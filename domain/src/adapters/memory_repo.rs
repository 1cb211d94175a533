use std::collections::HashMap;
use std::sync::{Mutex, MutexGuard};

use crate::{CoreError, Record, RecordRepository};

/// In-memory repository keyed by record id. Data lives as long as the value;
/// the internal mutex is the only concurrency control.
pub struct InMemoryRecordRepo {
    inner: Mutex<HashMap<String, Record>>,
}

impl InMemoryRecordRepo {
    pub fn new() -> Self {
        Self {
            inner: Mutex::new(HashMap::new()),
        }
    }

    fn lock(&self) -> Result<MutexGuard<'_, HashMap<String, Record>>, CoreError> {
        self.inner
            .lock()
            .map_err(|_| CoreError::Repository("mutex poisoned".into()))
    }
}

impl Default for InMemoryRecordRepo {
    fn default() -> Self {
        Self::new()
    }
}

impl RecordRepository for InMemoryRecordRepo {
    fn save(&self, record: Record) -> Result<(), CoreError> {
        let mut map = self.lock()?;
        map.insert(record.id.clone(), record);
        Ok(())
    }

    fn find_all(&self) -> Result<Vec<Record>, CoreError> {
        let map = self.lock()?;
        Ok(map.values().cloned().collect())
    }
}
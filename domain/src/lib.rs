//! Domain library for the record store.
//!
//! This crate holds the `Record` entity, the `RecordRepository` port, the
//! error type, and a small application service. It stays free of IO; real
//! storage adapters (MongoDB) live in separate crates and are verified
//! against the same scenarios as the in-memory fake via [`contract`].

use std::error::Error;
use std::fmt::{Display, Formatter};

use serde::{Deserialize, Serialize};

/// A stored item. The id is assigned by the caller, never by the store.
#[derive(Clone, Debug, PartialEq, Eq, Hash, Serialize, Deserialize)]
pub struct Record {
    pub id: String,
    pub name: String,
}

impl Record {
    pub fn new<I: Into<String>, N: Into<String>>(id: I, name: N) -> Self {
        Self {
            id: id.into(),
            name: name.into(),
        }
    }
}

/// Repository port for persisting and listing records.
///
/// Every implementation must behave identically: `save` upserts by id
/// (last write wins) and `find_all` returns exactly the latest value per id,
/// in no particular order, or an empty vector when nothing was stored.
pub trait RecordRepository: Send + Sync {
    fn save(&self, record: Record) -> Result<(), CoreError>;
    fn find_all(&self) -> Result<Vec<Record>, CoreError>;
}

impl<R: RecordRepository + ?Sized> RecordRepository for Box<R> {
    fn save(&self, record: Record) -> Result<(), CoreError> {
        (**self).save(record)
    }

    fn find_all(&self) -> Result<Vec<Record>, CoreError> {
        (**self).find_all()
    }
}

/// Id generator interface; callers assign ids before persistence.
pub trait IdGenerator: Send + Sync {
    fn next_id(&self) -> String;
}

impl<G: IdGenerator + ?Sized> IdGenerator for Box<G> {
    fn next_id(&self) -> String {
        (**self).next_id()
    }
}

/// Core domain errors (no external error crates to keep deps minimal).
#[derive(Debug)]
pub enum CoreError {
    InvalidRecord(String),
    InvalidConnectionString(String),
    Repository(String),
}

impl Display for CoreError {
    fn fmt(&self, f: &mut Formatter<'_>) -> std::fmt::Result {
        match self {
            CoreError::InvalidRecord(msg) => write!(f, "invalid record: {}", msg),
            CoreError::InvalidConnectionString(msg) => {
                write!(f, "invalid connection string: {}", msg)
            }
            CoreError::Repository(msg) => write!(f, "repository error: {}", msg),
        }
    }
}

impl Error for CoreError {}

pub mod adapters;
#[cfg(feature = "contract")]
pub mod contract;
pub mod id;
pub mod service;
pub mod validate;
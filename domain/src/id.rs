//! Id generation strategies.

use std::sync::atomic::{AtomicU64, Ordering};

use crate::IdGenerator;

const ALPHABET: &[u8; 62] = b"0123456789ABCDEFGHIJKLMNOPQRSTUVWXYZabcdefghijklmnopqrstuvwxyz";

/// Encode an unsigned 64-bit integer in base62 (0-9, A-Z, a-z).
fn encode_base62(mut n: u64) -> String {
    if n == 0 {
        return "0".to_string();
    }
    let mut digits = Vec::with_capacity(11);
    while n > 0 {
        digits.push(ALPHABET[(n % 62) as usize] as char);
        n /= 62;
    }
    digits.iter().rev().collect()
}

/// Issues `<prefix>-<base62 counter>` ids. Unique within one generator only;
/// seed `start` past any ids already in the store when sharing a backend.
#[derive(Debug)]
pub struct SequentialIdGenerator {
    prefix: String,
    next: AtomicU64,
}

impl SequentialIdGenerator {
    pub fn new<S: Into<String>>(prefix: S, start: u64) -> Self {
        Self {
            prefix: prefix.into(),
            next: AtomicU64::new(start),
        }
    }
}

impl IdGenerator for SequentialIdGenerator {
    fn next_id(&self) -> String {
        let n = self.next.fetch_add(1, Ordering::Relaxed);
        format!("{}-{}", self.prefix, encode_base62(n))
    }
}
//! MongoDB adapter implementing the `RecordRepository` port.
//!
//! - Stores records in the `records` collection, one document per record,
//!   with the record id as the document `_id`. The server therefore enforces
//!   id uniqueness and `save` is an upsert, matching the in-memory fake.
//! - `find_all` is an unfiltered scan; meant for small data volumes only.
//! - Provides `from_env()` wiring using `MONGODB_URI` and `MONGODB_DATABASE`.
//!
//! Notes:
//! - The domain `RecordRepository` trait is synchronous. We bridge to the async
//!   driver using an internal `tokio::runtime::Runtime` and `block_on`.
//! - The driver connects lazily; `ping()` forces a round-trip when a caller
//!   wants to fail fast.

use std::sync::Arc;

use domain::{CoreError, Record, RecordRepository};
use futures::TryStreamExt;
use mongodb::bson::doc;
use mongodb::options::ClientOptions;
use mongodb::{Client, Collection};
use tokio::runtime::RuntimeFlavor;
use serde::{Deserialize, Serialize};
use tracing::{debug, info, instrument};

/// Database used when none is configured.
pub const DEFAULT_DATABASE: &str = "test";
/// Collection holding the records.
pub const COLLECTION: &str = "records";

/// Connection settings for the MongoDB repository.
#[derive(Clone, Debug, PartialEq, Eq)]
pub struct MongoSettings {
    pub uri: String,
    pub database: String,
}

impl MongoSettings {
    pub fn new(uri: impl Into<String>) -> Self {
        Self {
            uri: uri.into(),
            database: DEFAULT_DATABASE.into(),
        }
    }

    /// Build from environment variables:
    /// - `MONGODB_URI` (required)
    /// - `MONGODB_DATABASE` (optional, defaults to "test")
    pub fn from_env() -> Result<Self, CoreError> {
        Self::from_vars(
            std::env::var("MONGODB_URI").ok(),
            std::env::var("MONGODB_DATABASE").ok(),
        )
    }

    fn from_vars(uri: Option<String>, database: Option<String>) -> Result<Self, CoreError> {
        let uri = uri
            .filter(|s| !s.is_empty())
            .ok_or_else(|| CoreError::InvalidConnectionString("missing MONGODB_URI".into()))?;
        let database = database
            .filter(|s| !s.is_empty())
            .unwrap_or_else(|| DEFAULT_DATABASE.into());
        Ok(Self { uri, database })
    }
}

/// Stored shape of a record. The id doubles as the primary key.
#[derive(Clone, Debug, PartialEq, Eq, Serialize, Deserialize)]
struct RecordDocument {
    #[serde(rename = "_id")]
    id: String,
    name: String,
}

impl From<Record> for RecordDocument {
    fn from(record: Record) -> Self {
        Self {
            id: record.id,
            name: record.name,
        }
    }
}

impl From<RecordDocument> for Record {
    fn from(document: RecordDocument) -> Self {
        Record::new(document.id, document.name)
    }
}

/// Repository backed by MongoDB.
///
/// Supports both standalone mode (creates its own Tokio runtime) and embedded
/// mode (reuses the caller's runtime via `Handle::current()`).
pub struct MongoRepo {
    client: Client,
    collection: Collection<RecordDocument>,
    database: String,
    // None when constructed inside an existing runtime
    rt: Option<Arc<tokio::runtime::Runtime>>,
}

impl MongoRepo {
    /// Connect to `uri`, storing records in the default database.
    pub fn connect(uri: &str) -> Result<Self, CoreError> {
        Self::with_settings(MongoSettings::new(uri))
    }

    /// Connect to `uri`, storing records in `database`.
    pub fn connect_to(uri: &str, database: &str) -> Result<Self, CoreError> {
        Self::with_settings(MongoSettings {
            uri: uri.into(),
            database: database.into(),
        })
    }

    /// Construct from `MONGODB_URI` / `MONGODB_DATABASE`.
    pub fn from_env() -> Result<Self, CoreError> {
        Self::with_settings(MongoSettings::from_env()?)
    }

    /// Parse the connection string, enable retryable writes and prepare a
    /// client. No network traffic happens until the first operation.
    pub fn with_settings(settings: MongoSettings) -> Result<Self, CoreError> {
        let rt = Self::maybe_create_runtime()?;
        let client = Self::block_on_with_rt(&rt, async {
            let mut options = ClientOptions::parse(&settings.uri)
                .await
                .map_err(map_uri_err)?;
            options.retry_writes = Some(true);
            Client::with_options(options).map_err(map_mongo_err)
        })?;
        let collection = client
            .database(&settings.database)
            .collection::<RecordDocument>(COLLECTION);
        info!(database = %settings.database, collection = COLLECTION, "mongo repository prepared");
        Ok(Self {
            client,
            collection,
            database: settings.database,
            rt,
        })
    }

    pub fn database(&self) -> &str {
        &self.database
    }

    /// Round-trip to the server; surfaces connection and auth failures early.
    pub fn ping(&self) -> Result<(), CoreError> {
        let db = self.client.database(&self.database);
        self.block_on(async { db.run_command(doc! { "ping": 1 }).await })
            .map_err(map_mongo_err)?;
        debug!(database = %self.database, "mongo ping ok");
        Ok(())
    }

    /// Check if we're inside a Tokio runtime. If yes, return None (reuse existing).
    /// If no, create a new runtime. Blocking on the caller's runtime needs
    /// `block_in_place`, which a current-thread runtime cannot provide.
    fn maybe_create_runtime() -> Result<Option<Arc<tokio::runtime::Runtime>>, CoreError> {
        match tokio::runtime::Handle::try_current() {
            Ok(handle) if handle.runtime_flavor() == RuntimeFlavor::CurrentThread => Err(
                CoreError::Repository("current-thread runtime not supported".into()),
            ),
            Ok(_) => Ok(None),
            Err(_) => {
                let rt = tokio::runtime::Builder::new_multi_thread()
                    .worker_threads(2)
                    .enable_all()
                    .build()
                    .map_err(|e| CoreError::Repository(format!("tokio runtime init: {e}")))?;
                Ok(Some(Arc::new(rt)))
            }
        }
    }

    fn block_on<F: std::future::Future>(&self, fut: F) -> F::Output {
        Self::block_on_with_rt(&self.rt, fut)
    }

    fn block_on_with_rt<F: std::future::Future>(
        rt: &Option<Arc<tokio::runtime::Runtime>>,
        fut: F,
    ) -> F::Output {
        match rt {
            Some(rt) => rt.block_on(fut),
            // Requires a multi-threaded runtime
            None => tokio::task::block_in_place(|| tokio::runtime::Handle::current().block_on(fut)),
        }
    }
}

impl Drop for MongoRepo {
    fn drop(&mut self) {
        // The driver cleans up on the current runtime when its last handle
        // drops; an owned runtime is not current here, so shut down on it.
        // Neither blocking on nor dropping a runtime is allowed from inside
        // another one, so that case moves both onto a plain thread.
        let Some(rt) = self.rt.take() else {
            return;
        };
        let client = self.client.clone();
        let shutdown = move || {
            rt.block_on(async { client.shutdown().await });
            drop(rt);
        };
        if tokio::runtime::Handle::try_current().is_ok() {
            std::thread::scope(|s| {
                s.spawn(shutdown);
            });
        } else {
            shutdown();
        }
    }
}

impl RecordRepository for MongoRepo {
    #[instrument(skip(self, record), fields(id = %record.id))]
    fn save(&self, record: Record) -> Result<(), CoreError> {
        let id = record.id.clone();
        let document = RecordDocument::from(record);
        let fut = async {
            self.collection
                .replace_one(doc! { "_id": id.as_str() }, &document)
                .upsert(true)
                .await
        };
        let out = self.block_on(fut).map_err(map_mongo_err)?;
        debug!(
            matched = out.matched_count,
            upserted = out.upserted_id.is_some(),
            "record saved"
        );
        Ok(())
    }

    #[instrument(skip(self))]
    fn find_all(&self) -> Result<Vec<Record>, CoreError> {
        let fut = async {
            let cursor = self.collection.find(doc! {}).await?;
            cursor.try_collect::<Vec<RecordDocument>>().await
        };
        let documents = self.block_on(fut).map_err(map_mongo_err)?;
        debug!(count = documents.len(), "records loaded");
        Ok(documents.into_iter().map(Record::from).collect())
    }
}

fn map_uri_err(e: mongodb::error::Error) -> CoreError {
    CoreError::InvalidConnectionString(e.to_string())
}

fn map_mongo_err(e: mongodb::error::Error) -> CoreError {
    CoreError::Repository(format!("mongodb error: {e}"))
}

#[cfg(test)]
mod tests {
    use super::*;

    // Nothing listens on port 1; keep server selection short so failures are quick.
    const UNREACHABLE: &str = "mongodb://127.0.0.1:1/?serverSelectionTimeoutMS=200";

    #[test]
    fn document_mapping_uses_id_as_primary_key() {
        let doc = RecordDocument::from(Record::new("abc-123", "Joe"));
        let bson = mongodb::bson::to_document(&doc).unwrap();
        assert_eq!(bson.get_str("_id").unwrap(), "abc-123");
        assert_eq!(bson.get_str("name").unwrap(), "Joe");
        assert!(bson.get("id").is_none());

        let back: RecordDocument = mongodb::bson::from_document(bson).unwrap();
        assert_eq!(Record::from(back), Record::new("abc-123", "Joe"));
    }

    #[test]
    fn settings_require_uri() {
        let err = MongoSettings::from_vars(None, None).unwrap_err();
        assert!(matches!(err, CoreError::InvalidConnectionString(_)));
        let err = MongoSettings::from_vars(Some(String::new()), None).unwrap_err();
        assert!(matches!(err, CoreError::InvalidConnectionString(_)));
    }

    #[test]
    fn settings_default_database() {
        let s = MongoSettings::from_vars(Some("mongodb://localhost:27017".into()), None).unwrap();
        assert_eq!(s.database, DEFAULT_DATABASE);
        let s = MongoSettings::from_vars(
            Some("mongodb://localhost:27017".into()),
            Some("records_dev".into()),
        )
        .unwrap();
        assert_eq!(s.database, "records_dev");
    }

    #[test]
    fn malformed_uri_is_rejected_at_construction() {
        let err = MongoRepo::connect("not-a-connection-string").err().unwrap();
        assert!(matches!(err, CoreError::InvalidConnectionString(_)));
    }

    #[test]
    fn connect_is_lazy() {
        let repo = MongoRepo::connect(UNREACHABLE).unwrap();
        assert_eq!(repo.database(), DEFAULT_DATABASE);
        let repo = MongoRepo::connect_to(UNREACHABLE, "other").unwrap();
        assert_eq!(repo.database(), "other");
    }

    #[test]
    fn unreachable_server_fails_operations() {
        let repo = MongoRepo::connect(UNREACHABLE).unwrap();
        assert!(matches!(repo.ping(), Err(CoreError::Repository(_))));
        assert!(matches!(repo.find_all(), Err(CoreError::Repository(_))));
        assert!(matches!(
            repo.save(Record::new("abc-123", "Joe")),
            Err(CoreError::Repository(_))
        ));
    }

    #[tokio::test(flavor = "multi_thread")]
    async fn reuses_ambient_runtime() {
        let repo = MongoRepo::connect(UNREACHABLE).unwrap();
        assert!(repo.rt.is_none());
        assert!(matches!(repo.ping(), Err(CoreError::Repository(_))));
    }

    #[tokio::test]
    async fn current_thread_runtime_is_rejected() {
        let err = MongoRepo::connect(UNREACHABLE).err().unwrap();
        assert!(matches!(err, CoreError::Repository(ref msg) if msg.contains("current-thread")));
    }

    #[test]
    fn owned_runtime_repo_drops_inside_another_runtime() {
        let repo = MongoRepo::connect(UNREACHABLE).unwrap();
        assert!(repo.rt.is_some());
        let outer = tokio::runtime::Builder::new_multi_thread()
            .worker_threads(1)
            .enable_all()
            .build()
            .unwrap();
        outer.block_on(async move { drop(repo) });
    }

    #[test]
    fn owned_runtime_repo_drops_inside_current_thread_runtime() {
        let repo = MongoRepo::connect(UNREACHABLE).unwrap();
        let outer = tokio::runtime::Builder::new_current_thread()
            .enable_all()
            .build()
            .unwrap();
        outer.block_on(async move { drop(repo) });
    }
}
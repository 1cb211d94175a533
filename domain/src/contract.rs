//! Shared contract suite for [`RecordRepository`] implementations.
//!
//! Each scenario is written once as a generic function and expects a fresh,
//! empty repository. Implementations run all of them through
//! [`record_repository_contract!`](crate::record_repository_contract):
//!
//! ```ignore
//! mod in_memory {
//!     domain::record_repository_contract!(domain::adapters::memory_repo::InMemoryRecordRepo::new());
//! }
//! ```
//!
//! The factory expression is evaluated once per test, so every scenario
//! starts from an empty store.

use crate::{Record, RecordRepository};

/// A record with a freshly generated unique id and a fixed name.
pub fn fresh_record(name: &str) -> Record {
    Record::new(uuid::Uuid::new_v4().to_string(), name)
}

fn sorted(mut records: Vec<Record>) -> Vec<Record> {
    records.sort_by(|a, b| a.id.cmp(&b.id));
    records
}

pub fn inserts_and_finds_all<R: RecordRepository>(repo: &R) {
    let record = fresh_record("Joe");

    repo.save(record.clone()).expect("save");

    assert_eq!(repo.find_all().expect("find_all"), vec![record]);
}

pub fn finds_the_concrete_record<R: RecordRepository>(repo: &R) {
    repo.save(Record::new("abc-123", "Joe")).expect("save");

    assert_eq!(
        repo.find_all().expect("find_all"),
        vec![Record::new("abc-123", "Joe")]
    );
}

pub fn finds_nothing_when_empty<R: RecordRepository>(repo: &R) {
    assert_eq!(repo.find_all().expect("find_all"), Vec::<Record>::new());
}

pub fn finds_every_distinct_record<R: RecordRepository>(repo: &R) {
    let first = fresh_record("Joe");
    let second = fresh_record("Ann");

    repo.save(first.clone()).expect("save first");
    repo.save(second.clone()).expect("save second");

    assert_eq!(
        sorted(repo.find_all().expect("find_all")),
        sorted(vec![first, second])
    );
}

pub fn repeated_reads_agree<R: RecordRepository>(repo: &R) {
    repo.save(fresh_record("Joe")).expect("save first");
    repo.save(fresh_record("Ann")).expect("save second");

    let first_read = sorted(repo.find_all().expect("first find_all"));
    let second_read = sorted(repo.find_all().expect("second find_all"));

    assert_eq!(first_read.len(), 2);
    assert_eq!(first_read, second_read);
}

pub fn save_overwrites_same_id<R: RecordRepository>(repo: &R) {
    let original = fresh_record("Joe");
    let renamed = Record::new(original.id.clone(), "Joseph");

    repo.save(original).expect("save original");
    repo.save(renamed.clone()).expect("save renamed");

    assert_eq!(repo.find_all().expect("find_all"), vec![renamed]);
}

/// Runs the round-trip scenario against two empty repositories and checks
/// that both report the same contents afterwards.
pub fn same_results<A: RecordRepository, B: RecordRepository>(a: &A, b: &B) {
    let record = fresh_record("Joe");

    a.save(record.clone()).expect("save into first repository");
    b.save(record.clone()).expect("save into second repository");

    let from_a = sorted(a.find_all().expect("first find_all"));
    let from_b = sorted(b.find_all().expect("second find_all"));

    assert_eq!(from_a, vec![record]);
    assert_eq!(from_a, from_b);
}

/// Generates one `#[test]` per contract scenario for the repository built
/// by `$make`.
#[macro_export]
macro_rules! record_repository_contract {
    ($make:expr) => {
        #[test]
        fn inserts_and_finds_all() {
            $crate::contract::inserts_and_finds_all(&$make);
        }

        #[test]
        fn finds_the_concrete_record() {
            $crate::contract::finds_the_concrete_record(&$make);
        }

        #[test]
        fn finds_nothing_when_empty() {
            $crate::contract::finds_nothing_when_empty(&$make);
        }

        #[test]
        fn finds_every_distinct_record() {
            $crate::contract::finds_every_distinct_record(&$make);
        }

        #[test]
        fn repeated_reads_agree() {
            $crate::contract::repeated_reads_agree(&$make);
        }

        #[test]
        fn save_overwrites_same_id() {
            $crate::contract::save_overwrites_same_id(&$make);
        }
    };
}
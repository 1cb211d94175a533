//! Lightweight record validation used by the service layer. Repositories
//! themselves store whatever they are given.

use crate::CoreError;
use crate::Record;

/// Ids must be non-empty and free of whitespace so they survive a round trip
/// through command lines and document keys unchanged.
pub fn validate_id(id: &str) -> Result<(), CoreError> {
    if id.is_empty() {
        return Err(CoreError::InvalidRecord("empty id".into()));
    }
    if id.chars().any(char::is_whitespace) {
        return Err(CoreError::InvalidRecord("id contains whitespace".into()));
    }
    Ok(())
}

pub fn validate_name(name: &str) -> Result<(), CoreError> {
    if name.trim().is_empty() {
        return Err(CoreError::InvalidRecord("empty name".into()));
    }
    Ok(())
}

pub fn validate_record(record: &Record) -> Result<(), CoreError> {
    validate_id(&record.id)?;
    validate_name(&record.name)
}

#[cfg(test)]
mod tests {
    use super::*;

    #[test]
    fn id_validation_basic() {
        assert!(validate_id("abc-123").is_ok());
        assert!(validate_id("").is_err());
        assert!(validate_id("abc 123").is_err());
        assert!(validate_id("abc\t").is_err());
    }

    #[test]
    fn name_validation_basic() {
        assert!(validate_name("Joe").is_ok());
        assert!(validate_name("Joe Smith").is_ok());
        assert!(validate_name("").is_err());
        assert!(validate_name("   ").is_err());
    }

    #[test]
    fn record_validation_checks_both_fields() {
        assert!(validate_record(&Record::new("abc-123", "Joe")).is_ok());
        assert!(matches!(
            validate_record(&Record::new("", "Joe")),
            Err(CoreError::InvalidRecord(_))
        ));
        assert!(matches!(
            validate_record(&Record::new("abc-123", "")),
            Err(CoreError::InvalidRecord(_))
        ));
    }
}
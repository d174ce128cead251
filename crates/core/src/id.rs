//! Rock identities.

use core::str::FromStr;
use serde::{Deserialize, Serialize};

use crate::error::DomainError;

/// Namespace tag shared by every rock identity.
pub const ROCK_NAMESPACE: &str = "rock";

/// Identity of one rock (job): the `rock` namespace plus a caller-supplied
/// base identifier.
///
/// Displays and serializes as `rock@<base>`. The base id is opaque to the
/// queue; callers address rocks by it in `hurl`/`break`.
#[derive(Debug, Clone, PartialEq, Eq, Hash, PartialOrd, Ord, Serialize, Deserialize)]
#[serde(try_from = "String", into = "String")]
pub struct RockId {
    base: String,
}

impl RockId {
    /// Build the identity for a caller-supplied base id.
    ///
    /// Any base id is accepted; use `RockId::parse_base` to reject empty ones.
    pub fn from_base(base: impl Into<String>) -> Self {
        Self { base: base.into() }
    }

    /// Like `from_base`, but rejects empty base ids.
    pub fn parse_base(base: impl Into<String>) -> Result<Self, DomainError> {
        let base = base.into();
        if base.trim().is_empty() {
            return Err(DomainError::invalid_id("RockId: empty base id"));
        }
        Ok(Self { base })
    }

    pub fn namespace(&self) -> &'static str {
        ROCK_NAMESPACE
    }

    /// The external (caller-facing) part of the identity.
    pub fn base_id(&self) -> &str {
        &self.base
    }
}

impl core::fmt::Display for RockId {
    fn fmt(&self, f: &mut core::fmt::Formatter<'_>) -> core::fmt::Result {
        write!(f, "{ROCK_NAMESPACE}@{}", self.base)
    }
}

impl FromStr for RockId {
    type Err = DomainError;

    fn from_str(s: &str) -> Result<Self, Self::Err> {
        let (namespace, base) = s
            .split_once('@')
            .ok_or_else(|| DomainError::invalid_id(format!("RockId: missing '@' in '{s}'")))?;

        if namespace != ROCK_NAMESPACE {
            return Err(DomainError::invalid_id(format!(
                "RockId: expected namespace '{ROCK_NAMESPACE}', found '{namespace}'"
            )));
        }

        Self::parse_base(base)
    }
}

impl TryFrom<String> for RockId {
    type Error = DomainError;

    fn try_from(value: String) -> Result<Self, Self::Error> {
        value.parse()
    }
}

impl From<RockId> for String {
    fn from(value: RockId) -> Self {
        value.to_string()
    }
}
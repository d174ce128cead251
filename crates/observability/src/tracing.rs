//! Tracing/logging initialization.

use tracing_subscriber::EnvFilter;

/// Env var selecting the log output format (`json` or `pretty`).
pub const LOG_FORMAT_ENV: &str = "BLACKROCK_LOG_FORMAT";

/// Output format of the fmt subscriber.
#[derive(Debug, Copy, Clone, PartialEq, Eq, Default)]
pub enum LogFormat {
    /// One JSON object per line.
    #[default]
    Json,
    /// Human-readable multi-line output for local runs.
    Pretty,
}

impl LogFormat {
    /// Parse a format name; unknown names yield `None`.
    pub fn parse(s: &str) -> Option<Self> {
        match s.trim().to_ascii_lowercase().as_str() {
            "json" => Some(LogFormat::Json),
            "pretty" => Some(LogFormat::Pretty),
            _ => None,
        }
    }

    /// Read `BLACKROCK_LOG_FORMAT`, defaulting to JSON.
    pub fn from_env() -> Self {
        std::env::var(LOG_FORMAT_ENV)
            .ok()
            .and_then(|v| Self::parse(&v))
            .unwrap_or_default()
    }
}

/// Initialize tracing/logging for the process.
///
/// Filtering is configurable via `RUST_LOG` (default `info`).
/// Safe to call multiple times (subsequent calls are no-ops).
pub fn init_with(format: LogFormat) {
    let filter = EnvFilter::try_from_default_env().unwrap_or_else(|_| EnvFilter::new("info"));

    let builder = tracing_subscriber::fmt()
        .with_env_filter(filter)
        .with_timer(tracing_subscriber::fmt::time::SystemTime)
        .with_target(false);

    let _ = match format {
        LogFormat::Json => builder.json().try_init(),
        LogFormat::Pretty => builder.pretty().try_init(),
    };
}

--- --- ---

Write down again the exact lines running from the beginning of the data to the line containing "and are verified", with both ends included.

> EXPECTED ANSWER:
filename domain/src/adapters/memory_repo.rs
repository 1cb211d94175a533
use std::collections::HashMap;
use std::sync::{Mutex, MutexGuard};

use crate::{CoreError, Record, RecordRepository};

/// In-memory repository keyed by record id. Data lives as long as the value;
/// the internal mutex is the only concurrency control.
pub struct InMemoryRecordRepo {
    inner: Mutex<HashMap<String, Record>>,
}

impl InMemoryRecordRepo {
    pub fn new() -> Self {
        Self {
            inner: Mutex::new(HashMap::new()),
        }
    }

    fn lock(&self) -> Result<MutexGuard<'_, HashMap<String, Record>>, CoreError> {
        self.inner
            .lock()
            .map_err(|_| CoreError::Repository("mutex poisoned".into()))
    }
}

impl Default for InMemoryRecordRepo {
    fn default() -> Self {
        Self::new()
    }
}

impl RecordRepository for InMemoryRecordRepo {
    fn save(&self, record: Record) -> Result<(), CoreError> {
        let mut map = self.lock()?;
        map.insert(record.id.clone(), record);
        Ok(())
    }

    fn find_all(&self) -> Result<Vec<Record>, CoreError> {
        let map = self.lock()?;
        Ok(map.values().cloned().collect())
    }
}
filename domain/src/lib.rs
//! Domain library for the record store.
//!
//! This crate holds the `Record` entity, the `RecordRepository` port, the
//! error type, and a small application service. It stays free of IO; real
//! storage adapters (MongoDB) live in separate crates and are verified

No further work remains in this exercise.